Como todas as outras aproximações utilizadas pelos protestantes, este método busca entender a Bíblia ignorando a Tradição da Igreja. Embora não exista nenhum método protestante singular de exegese, todos possuem a mesma meta em "deixar a Bíblia falar por si só." Claro que ninguém que se diz Cristão pode ser contra o que a Bíblia "diz" se ela realmente "fala por si só" através destes métodos. O problema é a língua que os protestantes utilizam como filtro para chegar às suas suposições. Enquanto se dizem objetivos, eles interpretam a Bíblia de acordo com suas próprias tradições e dogmas (sejam eles fundamentalistas ou racionalistas liberais). O que muitos estudantes protestantes fizeram (posso relembrar a linha de Albert Schweitzer) é buscar na história o significado da Bíblia. Escreveram diversos volumes sobre o assunto, mas infelizmente, só chegaram às suas próprias conclusões.

Os estudantes protestantes ("liberais" e "conservadores") erraram em sua metodologia empírica do estudo Bíblico. Eu utilizo o termo "empirismo" para descrever estes esforços. Faço uso deste termo amplo para demonstrar a visão do mundo racionalista que possui a mente Ocidental, que está se esparramando pelo mundo. Sistemas de pensamento Positivistas (do qual o Empirismo faz parte) buscar firmar seus egos em alguma base de conhecimento "certa." [11]

O Empirismo, no sentido exato, é a convicção de que todo conhecimento é baseado na experiência, e que as coisas só podem ser estabelecidas e conhecidas por meio da certeza da observação científica. De mãos dadas com os métodos da observação experimental, veio o princípio da dúvida metodológica, e o principal exemplo é a filosofia de René Descartes, que começou sua discussão filosófica demonstrando que no universo tudo pode ser colocado em dúvida, inclusive a própria existência da pessoa, e nisso ele firma toda a verdade ("penso, logo existo"), construindo este sistema de filosofia. No princípio, os Reformadores estavam contentes com a suposição de que a Bíblia é a base de toda a teologia, e que a filosofia poderia ser colocada de lado.

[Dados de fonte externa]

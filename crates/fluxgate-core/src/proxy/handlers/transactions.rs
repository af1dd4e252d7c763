use serde_json::Value;
use std::sync::Arc;

use crate::{
    node::Node,
    proxy::{
        dispatcher::Source,
        engine::SharedContext,
        errors::ProxyError,
        utils::{string_param, strip_store_log_fields},
    },
    store::{StoreKey, StoreQuery},
    types::JsonRpcRequest,
};

/// Handler for `cfx_getTransactionByHash` and `cfx_getTransactionReceipt`.
pub struct TransactionsHandler {
    ctx: Arc<SharedContext>,
}

impl TransactionsHandler {
    #[must_use]
    pub fn new(ctx: Arc<SharedContext>) -> Self {
        Self { ctx }
    }

    /// # Errors
    ///
    /// Returns [`ProxyError::Node`] when delegation fails.
    pub async fn handle_transaction_by_hash(
        &self,
        node: &Node,
        request: &JsonRpcRequest,
    ) -> Result<Value, ProxyError> {
        let Some(hash) = string_param(request, 0) else {
            return self.ctx.forward(node, request).await;
        };
        let key = StoreKey::TransactionHash(hash.to_string());
        let query = StoreQuery::new("cfx_getTransactionByHash", key);

        let dispatched =
            self.ctx.dispatcher.dispatch(&query, node, request.params_or_empty()).await?;
        Ok(dispatched.value)
    }

    /// Receipts served by the store have their logs reduced to the fields a node returns.
    ///
    /// # Errors
    ///
    /// Returns [`ProxyError::Node`] when delegation fails.
    pub async fn handle_transaction_receipt(
        &self,
        node: &Node,
        request: &JsonRpcRequest,
    ) -> Result<Value, ProxyError> {
        let Some(hash) = string_param(request, 0) else {
            return self.ctx.forward(node, request).await;
        };
        let key = StoreKey::Receipt(hash.to_string());
        let query = StoreQuery::new("cfx_getTransactionReceipt", key);

        let mut dispatched =
            self.ctx.dispatcher.dispatch(&query, node, request.params_or_empty()).await?;
        if dispatched.source == Source::Store {
            strip_store_log_fields(&mut dispatched.value);
        }
        Ok(dispatched.value)
    }
}
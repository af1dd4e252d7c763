use std::sync::Arc;

use super::{ClientProvider, GroupKey};
use crate::{config::BackendKind, node::Node, proxy::errors::ProxyError};

/// A provider that knows which group each method belongs to.
pub trait RoutableClientProvider: Send + Sync {
    /// Group that serves `method`.
    fn group_for(&self, method: &str) -> GroupKey;

    fn provider(&self) -> &ClientProvider;

    /// Selects a node for `caller` in the group that serves `method`.
    ///
    /// # Errors
    ///
    /// Returns [`ProxyError::NoHealthyClient`] when that group has no available node.
    fn client_for(&self, caller: &str, method: &str) -> Result<Arc<Node>, ProxyError> {
        self.provider().get_client(caller, self.group_for(method))
    }
}

/// Routing for the `cfx_*` surface.
pub struct CfxClientProvider {
    inner: ClientProvider,
}

impl CfxClientProvider {
    #[must_use]
    pub fn new(inner: ClientProvider) -> Self {
        Self { inner }
    }
}

impl RoutableClientProvider for CfxClientProvider {
    fn group_for(&self, method: &str) -> GroupKey {
        match method {
            "cfx_getLogs" => GroupKey::Logs,
            "cfx_subscribe" => GroupKey::Ws,
            _ => GroupKey::Default,
        }
    }

    fn provider(&self) -> &ClientProvider {
        &self.inner
    }
}

/// Routing for the Ethereum-compatible `eth_*` surface.
pub struct EthClientProvider {
    inner: ClientProvider,
}

impl EthClientProvider {
    #[must_use]
    pub fn new(inner: ClientProvider) -> Self {
        Self { inner }
    }
}

impl RoutableClientProvider for EthClientProvider {
    fn group_for(&self, method: &str) -> GroupKey {
        match method {
            "eth_getLogs" => GroupKey::Logs,
            "eth_subscribe" => GroupKey::Ws,
            _ => GroupKey::Default,
        }
    }

    fn provider(&self) -> &ClientProvider {
        &self.inner
    }
}

/// Wraps `provider` with the routing table of `backend`.
#[must_use]
pub fn routable(backend: BackendKind, provider: ClientProvider) -> Arc<dyn RoutableClientProvider> {
    match backend {
        BackendKind::Cfx => Arc::new(CfxClientProvider::new(provider)),
        BackendKind::Eth => Arc::new(EthClientProvider::new(provider)),
    }
}
use serde_json::Value;
use std::sync::Arc;
use tracing::debug;

use crate::{
    filter::LogFilter,
    node::Node,
    proxy::{engine::SharedContext, errors::ProxyError, utils::filter_param},
    store::{StoreKey, StoreQuery},
    types::{Epoch, JsonRpcRequest},
};

/// Handler for `cfx_getLogs` and `eth_getLogs`.
///
/// Filters are validated before the store or the node sees them. Empty results are always
/// `[]`, never `null`.
pub struct LogsHandler {
    ctx: Arc<SharedContext>,
}

impl LogsHandler {
    #[must_use]
    pub fn new(ctx: Arc<SharedContext>) -> Self {
        Self { ctx }
    }

    /// Validates and normalizes the epoch range against `node`, then tries the store. The
    /// node receives the normalized filter.
    ///
    /// # Errors
    ///
    /// - [`ProxyError::InvalidParams`] when the filter does not decode
    /// - [`ProxyError::Filter`] when it violates the configured limits
    /// - [`ProxyError::DataTooOld`] when the store pruned the range
    pub async fn handle_cfx_logs(
        &self,
        node: &Node,
        request: &JsonRpcRequest,
    ) -> Result<Value, ProxyError> {
        let mut filter = filter_param(request)?;

        if let Some(metrics) = &self.ctx.metrics {
            metrics.record_input_epoch("cfx_getLogs/from", epoch_label(filter.from_epoch));
            metrics.record_input_epoch("cfx_getLogs/to", epoch_label(filter.to_epoch));
        }

        self.ctx.validator.validate(&mut filter, &node.cfx_epochs()).await?;
        debug!(
            from = ?filter.from_epoch,
            to = ?filter.to_epoch,
            mode = %filter.mode(),
            "log filter validated"
        );

        let params = normalized_params(&filter)?;
        let query = StoreQuery::new("cfx_getLogs", StoreKey::Logs(filter));
        let dispatched = self.ctx.dispatcher.dispatch(&query, node, params).await?;
        Ok(non_null(dispatched.value))
    }

    /// Block tags are left for the node; the request goes out as sent.
    ///
    /// # Errors
    ///
    /// Same as [`Self::handle_cfx_logs`].
    pub async fn handle_eth_logs(
        &self,
        node: &Node,
        request: &JsonRpcRequest,
    ) -> Result<Value, ProxyError> {
        let filter = filter_param(request)?;
        self.ctx.validator.validate_eth(&filter)?;

        let query = StoreQuery::new("eth_getLogs", StoreKey::Logs(filter));
        let dispatched =
            self.ctx.dispatcher.dispatch(&query, node, request.params_or_empty()).await?;
        Ok(non_null(dispatched.value))
    }
}

fn epoch_label(epoch: Option<Epoch>) -> &'static str {
    epoch.map_or("default", |e| e.metric_label())
}

fn normalized_params(filter: &LogFilter) -> Result<Value, ProxyError> {
    let filter = serde_json::to_value(filter)
        .map_err(|e| ProxyError::Internal(format!("failed to encode log filter: {e}")))?;
    Ok(Value::Array(vec![filter]))
}

fn non_null(value: Value) -> Value {
    if value.is_null() {
        Value::Array(Vec::new())
    } else {
        value
    }
}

Mas como o espírito humanista do Iluminismo prevaleceu, os estudantes protestantes passaram a utilizar os métodos racionalistas em seus estudos da Bíblia, para descobrir o que pode ser conhecido "com certeza." Os estudantes protestantes liberais já concluíram estes estudos, já "descascaram a cebola," e agora utilizam suas próprias opiniões e sentimentos como base para a fé.

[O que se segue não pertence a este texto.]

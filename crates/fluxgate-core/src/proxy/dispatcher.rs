//! Store-or-delegate dispatch.
//!
//! Every cacheable read makes one decision:
//!
//! ```text
//!   classify_key ──Malformed──────────────────────────────► node (verbatim, no stats)
//!        ├───────Unstable───────────────────────────────────► node (no stats)
//!        │
//!    WellFormed
//!        │
//!   store.get ──Ok──────────────────────────────────────────► store value   (hit)
//!        ├───Pruned────────────────────────────────────────► DataTooOld    (miss)
//!        ├───NotFound──────────────────────────────────────► node          (miss)
//!        └───Unavailable──────── warn + unavailable metric ► node          (miss)
//! ```

use dashmap::DashMap;
use serde_json::Value;
use std::sync::{
    atomic::{AtomicU64, Ordering},
    Arc,
};
use tracing::{debug, warn};

use super::errors::ProxyError;
use crate::{
    metrics::MetricsCollector,
    node::Node,
    store::{Store, StoreError, StoreKey, StoreQuery},
    types::is_canonical_hash,
};

/// Whether a lookup key can be used against the store at all.
#[derive(Debug, Clone, Copy, PartialEq, Eq)]
pub enum KeyClass {
    WellFormed,
    /// A hash that is not `0x` + 64 hex digits; the node reports its own error for it.
    Malformed,
    /// A log filter whose range still depends on the chain head (tags or open bounds).
    Unstable,
}

#[must_use]
pub fn classify_key(query: &StoreQuery) -> KeyClass {
    match &query.key {
        StoreKey::BlockHash(hash) | StoreKey::TransactionHash(hash) | StoreKey::Receipt(hash)
            if !is_canonical_hash(hash) =>
        {
            KeyClass::Malformed
        }
        StoreKey::Logs(filter) if !filter.has_fixed_bounds() => KeyClass::Unstable,
        _ => KeyClass::WellFormed,
    }
}

/// Where a dispatched value came from.
#[derive(Debug, Clone, Copy, PartialEq, Eq)]
pub enum Source {
    Store,
    Node,
}

#[derive(Debug)]
pub struct Dispatched {
    pub value: Value,
    pub source: Source,
}

#[derive(Debug, Default)]
struct HitCounter {
    hits: AtomicU64,
    misses: AtomicU64,
}

/// Per-method store hit/miss counters.
#[derive(Debug, Default)]
pub struct HitStats {
    counters: DashMap<String, Arc<HitCounter>>,
}

impl HitStats {
    /// Statistic key for `method`.
    #[must_use]
    pub fn key(method: &str) -> String {
        format!("rpc/call/{method}/store/hitratio")
    }

    /// Records one lookup and returns the updated `(hits, misses)`.
    pub fn record(&self, method: &str, hit: bool) -> (u64, u64) {
        let key = Self::key(method);
        let counter = self.counters.get(&key).map(|c| Arc::clone(&c));
        let counter =
            counter.unwrap_or_else(|| Arc::clone(self.counters.entry(key).or_default().value()));

        if hit {
            let hits = counter.hits.fetch_add(1, Ordering::Relaxed) + 1;
            (hits, counter.misses.load(Ordering::Relaxed))
        } else {
            let misses = counter.misses.fetch_add(1, Ordering::Relaxed) + 1;
            (counter.hits.load(Ordering::Relaxed), misses)
        }
    }

    /// `(hits, misses)` for `method`, if it was ever looked up.
    #[must_use]
    pub fn get(&self, method: &str) -> Option<(u64, u64)> {
        self.counters.get(&Self::key(method)).map(|c| {
            (c.hits.load(Ordering::Relaxed), c.misses.load(Ordering::Relaxed))
        })
    }

    /// Hit ratio for `method`; `None` before the first lookup.
    #[must_use]
    #[allow(clippy::cast_precision_loss)]
    pub fn ratio(&self, method: &str) -> Option<f64> {
        let (hits, misses) = self.get(method)?;
        let total = hits + misses;
        (total > 0).then(|| hits as f64 / total as f64)
    }
}

/// Answers reads from the store when it can and from the bound node otherwise.
pub struct RequestDispatcher {
    store: Option<Arc<dyn Store>>,
    stats: HitStats,
    metrics: Option<Arc<MetricsCollector>>,
}

impl RequestDispatcher {
    #[must_use]
    pub fn new(store: Option<Arc<dyn Store>>, metrics: Option<Arc<MetricsCollector>>) -> Self {
        Self { store, stats: HitStats::default(), metrics }
    }

    #[must_use]
    pub fn stats(&self) -> &HitStats {
        &self.stats
    }

    #[must_use]
    pub fn has_store(&self) -> bool {
        self.store.is_some()
    }

    /// Runs the store-or-delegate decision for `query`. `params` are forwarded to `node`
    /// unchanged when the store cannot answer.
    ///
    /// # Errors
    ///
    /// - [`ProxyError::DataTooOld`] when the store reports the data as pruned
    /// - [`ProxyError::Node`] when delegation fails
    pub async fn dispatch(
        &self,
        query: &StoreQuery,
        node: &Node,
        params: Value,
    ) -> Result<Dispatched, ProxyError> {
        let method = query.method;

        let Some(store) = &self.store else {
            return Self::delegate(node, method, params).await;
        };

        match classify_key(query) {
            KeyClass::WellFormed => {}
            KeyClass::Malformed => {
                debug!(method, "malformed key, delegating without store lookup");
                return Self::delegate(node, method, params).await;
            }
            KeyClass::Unstable => {
                debug!(method, "unpinned log range, delegating without store lookup");
                return Self::delegate(node, method, params).await;
            }
        }

        match store.get(query).await {
            Ok(value) => {
                self.record(method, true);
                debug!(method, "store hit");
                Ok(Dispatched { value, source: Source::Store })
            }
            Err(StoreError::Pruned) => {
                self.record(method, false);
                debug!(method, "store data pruned, not delegating");
                Err(ProxyError::DataTooOld)
            }
            Err(StoreError::NotFound) => {
                self.record(method, false);
                debug!(method, node = %node.name(), "store miss, delegating to node");
                Self::delegate(node, method, params).await
            }
            Err(StoreError::Unavailable(reason)) => {
                self.record(method, false);
                if let Some(metrics) = &self.metrics {
                    metrics.record_store_unavailable(method);
                }
                warn!(
                    method,
                    error = %reason,
                    node = %node.name(),
                    "store unavailable, delegating to node"
                );
                Self::delegate(node, method, params).await
            }
        }
    }

    async fn delegate(node: &Node, method: &str, params: Value) -> Result<Dispatched, ProxyError> {
        let value = node.call(method, params).await?;
        Ok(Dispatched { value, source: Source::Node })
    }

    fn record(&self, method: &str, hit: bool) {
        let (hits, misses) = self.stats.record(method, hit);
        if let Some(metrics) = &self.metrics {
            metrics.record_store_lookup(method, hit, hits, misses);
        }
    }
}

Os Protestantes conservadores foram bem menos persistentes em suas tentativas racionalistas. Assim, eles preservaram uma maior reverência à Bíblia e uma maior convicção em sua inspiração. Não obstante, esta aproximação (e até mesmo entre Fundamentalistas mais obstinados) é arraigada no mesmo espírito racionalista dos Liberais. O principal exemplo é encontrado entre os chamados "Fundamentalistas da Dispensação," que acreditam na teoria de que Deus negociou com o homem durante várias fases da história, de acordo com "dispensações diferentes," como a dispensação de Adão, a dispensação de Noé, a dispensação de Davi e assim por diante. Pode-se ver um pouco de verdade nesta teoria, mas além da dispensação do Velho Testamento, estes protestantes ensinam que vivemos atualmente durante uma "dispensação diferente" da dos cristãos do primeiro século. Embora existissem milagres no "período do Novo Testamento," hoje eles não existem mais. Isto é muito curioso, pois (além de não ter qualquer base Bíblica) esta teoria permite que os Fundamentalistas utilizem o mesmo empirismo da vida moderna na Bíblia. Assim, a discussão em torno desta tentativa parece à primeira vista de ser apenas de interesse acadêmico, longe de ligar com a realidade do protestante comum, pois os "leigos protestantes conservadores" não foram afetados por este tipo de racionalismo.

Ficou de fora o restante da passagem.